Start of Material shown

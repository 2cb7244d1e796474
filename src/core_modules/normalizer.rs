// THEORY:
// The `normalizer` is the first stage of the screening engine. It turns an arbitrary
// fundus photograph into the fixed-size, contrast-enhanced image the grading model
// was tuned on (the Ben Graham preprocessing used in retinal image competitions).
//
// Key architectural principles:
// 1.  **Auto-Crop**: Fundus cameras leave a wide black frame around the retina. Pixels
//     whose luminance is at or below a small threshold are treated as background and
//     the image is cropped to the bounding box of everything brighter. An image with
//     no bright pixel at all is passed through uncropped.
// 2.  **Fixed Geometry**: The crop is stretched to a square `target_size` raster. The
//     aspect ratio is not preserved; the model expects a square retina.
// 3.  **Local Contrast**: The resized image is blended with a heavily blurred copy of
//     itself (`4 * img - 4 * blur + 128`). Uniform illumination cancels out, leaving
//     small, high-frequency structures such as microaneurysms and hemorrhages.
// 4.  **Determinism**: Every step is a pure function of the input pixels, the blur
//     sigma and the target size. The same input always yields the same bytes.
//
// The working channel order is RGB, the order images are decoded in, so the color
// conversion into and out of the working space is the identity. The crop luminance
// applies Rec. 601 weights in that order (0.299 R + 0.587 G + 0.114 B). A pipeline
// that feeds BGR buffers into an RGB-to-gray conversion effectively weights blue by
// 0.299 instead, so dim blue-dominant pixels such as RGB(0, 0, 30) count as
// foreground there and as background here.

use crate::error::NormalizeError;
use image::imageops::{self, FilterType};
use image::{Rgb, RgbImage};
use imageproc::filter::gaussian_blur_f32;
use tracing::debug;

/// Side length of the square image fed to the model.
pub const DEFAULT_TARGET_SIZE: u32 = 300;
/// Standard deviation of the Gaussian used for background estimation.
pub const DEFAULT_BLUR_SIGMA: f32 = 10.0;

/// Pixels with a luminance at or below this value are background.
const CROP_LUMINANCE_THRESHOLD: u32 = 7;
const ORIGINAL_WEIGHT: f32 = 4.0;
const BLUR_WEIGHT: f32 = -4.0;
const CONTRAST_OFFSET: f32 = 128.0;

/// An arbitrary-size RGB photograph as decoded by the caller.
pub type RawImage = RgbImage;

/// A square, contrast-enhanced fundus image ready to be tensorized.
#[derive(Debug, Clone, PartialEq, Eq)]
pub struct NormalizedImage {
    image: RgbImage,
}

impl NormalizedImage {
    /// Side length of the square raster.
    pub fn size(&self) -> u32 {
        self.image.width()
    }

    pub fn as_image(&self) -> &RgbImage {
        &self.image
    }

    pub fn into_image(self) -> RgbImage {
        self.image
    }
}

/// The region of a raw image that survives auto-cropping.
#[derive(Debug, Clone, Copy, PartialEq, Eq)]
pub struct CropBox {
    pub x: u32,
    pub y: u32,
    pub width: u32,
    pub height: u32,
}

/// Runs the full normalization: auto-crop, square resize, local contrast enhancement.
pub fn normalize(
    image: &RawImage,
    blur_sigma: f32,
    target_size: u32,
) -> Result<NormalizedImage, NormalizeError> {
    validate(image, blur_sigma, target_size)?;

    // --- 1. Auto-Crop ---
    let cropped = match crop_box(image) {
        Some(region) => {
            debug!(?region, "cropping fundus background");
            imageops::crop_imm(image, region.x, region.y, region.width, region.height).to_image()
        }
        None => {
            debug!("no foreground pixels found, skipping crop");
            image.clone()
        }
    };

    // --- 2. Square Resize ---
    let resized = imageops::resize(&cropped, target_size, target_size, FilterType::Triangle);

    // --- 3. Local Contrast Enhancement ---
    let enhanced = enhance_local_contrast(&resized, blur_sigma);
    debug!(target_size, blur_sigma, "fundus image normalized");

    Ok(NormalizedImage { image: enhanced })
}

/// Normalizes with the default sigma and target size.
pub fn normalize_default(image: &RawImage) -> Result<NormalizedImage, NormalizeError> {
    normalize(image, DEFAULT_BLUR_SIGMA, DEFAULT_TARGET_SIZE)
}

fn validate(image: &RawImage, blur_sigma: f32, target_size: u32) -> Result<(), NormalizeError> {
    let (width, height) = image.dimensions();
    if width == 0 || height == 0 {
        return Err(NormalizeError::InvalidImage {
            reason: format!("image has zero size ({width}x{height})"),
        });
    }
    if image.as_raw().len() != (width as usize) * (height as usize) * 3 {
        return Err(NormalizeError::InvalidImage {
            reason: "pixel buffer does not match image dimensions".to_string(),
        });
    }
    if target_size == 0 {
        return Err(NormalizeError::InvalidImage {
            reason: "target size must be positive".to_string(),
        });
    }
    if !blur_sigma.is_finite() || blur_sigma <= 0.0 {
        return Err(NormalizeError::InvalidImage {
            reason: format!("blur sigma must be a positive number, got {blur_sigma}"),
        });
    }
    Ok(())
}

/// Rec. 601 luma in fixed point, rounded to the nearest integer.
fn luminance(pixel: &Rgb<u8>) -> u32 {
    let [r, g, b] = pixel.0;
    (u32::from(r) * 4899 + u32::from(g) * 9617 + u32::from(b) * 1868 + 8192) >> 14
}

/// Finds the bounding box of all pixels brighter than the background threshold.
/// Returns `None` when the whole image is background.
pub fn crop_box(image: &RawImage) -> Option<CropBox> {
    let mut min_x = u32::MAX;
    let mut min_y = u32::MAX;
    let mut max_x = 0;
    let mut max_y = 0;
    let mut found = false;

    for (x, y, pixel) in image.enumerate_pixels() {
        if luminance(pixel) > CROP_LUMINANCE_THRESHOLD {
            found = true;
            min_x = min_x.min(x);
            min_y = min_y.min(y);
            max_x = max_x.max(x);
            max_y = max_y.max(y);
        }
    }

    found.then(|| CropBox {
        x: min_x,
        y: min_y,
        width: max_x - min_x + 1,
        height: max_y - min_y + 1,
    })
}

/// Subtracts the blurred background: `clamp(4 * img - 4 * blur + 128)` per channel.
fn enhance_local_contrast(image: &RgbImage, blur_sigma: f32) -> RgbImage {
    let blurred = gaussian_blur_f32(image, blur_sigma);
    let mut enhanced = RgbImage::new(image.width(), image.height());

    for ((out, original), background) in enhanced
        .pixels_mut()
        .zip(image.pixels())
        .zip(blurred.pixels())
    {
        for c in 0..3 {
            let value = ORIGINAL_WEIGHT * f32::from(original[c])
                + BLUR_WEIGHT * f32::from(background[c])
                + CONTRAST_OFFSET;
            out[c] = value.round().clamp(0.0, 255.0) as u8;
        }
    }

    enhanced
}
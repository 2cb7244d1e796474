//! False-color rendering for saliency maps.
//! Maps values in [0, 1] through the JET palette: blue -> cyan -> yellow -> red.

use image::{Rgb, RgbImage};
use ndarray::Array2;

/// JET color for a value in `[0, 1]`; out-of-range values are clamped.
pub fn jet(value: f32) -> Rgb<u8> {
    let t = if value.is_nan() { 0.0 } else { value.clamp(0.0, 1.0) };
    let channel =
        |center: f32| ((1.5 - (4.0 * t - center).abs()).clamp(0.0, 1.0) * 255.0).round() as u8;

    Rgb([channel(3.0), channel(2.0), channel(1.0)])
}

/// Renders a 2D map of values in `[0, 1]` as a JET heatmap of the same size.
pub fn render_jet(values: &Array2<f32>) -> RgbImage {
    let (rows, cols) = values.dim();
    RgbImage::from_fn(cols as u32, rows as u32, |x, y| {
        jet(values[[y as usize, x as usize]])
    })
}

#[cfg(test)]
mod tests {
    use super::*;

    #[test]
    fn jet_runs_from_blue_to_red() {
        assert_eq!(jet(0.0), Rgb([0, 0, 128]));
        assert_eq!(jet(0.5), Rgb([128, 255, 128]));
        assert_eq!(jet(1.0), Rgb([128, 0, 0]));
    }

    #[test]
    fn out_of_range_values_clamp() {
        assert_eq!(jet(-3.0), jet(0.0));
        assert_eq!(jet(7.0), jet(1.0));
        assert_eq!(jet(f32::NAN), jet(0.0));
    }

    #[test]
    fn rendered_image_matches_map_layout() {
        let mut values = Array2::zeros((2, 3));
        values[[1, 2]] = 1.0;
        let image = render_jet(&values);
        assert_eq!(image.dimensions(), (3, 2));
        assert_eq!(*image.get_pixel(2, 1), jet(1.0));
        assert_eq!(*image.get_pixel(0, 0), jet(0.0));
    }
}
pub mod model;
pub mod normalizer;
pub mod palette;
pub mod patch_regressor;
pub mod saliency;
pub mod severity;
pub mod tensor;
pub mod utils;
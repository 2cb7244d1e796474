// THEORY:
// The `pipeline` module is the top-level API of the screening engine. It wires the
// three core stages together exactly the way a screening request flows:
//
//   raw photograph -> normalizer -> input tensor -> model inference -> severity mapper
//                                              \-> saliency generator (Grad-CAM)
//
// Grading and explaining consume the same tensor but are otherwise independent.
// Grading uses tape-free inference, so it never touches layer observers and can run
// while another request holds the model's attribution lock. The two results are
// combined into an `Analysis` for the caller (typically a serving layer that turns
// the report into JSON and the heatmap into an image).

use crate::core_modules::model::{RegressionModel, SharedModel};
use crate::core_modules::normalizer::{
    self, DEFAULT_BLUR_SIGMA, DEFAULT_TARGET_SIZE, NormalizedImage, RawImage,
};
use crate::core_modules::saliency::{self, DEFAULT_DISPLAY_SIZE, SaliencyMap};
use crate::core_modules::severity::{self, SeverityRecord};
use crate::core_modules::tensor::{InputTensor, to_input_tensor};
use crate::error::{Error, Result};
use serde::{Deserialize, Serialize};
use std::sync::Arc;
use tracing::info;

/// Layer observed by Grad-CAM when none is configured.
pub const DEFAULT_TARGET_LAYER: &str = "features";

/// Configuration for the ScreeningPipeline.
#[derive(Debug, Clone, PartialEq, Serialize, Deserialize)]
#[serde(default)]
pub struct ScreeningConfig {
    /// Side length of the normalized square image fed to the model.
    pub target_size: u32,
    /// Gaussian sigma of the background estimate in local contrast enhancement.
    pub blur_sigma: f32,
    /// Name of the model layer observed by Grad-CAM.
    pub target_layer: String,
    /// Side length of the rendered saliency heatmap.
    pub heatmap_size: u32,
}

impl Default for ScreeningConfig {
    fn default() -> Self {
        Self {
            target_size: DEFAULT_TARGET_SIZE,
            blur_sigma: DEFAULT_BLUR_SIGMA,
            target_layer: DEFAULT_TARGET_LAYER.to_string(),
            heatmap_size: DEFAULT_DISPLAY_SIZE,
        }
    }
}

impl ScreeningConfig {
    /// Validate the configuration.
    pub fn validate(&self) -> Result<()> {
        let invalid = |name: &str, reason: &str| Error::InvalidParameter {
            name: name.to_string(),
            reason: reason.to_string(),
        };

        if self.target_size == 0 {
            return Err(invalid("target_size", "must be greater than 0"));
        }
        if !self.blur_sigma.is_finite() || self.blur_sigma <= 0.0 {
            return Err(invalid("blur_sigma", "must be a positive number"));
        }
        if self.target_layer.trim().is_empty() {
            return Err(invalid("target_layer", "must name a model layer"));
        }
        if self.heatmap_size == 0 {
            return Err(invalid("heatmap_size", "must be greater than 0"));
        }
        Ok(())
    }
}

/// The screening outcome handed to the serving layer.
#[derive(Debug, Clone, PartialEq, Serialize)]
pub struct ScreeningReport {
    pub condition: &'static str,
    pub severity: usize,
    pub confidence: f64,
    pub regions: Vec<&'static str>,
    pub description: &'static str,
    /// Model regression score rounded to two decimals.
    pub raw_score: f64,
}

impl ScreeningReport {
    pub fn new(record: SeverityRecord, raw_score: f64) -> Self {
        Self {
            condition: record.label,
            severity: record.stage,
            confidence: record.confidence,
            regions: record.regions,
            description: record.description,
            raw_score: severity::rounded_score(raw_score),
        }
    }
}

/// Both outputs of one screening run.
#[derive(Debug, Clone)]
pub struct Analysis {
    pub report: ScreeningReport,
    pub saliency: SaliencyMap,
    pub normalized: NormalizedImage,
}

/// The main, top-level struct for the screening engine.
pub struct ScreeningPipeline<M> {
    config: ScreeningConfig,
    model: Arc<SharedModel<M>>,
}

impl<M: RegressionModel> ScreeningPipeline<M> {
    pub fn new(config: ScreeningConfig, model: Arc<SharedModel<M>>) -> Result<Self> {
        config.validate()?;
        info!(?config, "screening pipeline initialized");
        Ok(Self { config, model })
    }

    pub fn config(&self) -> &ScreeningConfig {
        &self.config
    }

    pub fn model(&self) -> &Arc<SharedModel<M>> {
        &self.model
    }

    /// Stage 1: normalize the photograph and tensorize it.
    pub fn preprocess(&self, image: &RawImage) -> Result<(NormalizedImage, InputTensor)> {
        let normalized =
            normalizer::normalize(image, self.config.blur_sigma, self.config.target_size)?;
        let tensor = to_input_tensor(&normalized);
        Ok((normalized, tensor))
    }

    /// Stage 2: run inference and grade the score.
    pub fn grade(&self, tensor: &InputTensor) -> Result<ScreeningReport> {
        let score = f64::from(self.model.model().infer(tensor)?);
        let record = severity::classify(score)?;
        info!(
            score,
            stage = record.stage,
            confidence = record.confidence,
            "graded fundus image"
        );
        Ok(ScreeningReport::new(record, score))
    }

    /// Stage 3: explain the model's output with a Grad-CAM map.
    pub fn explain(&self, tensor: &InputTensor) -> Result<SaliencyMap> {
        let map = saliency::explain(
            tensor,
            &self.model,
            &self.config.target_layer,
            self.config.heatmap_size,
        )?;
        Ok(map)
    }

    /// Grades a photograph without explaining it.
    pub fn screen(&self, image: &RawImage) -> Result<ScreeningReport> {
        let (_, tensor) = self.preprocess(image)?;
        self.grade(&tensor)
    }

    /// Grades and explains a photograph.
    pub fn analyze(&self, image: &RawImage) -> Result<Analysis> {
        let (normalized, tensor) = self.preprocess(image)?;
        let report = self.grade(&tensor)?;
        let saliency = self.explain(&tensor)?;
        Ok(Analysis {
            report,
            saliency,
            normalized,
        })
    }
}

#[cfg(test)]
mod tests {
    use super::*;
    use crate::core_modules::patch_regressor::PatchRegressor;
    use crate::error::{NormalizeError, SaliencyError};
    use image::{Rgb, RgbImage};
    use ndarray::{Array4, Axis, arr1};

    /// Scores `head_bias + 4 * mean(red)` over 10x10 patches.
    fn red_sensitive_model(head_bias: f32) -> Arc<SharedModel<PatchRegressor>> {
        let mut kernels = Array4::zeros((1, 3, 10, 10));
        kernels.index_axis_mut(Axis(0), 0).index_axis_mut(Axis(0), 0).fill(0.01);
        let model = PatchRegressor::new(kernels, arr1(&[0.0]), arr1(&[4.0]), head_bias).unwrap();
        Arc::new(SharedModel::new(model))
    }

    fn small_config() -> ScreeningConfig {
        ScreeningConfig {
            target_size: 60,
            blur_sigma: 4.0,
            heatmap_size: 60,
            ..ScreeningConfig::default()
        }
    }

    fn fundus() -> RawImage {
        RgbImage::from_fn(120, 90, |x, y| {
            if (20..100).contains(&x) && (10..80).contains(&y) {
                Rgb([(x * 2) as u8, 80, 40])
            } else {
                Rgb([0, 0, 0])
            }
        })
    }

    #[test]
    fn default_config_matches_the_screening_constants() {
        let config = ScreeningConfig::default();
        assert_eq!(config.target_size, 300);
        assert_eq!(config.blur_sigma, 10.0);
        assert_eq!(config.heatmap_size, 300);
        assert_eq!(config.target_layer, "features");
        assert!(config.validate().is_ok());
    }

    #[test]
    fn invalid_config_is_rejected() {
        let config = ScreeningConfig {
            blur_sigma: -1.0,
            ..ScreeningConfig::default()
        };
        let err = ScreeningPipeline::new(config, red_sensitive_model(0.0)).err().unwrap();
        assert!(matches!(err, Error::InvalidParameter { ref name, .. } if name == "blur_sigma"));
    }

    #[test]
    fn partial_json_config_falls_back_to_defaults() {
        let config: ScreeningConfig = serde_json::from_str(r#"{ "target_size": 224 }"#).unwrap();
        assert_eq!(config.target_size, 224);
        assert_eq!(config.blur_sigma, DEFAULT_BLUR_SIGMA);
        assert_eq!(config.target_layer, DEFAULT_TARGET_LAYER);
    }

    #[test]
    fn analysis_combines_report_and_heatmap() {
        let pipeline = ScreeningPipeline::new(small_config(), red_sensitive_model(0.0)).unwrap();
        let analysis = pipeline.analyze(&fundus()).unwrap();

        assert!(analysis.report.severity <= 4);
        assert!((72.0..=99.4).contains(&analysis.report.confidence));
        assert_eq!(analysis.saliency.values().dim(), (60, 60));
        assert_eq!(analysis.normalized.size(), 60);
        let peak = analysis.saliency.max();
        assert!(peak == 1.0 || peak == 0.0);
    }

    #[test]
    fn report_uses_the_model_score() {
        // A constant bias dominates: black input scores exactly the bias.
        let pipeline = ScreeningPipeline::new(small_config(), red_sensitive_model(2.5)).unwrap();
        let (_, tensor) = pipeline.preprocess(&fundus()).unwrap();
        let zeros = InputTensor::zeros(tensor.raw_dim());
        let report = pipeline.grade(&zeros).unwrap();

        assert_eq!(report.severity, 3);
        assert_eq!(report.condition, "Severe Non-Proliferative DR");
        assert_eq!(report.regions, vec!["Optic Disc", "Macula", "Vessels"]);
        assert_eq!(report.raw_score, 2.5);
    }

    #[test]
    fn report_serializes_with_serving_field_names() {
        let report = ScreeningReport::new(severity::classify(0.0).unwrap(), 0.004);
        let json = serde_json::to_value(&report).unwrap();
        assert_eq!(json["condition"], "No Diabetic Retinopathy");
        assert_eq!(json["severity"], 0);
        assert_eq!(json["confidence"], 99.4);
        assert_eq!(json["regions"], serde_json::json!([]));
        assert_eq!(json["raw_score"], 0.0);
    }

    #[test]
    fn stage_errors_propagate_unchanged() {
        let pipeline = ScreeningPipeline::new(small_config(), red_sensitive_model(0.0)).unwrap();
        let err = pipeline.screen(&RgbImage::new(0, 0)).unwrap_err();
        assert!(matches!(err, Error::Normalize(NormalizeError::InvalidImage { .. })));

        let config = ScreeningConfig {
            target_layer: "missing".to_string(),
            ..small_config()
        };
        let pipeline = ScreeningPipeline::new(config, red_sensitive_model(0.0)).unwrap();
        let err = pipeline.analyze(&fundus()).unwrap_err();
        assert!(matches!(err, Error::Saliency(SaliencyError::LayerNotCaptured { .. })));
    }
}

End of Material shown

Problem. Quote in full each line from the top of the records above through the line with "Geometry**: The crop"; stop after that line.

Result below.
repository 2cb7244d1e796474
filename src/core_modules/normalizer.rs
// THEORY:
// The `normalizer` is the first stage of the screening engine. It turns an arbitrary
// fundus photograph into the fixed-size, contrast-enhanced image the grading model
// was tuned on (the Ben Graham preprocessing used in retinal image competitions).
//
// Key architectural principles:
// 1.  **Auto-Crop**: Fundus cameras leave a wide black frame around the retina. Pixels
//     whose luminance is at or below a small threshold are treated as background and
//     the image is cropped to the bounding box of everything brighter. An image with
//     no bright pixel at all is passed through uncropped.
// 2.  **Fixed Geometry**: The crop is stretched to a square `target_size` raster. The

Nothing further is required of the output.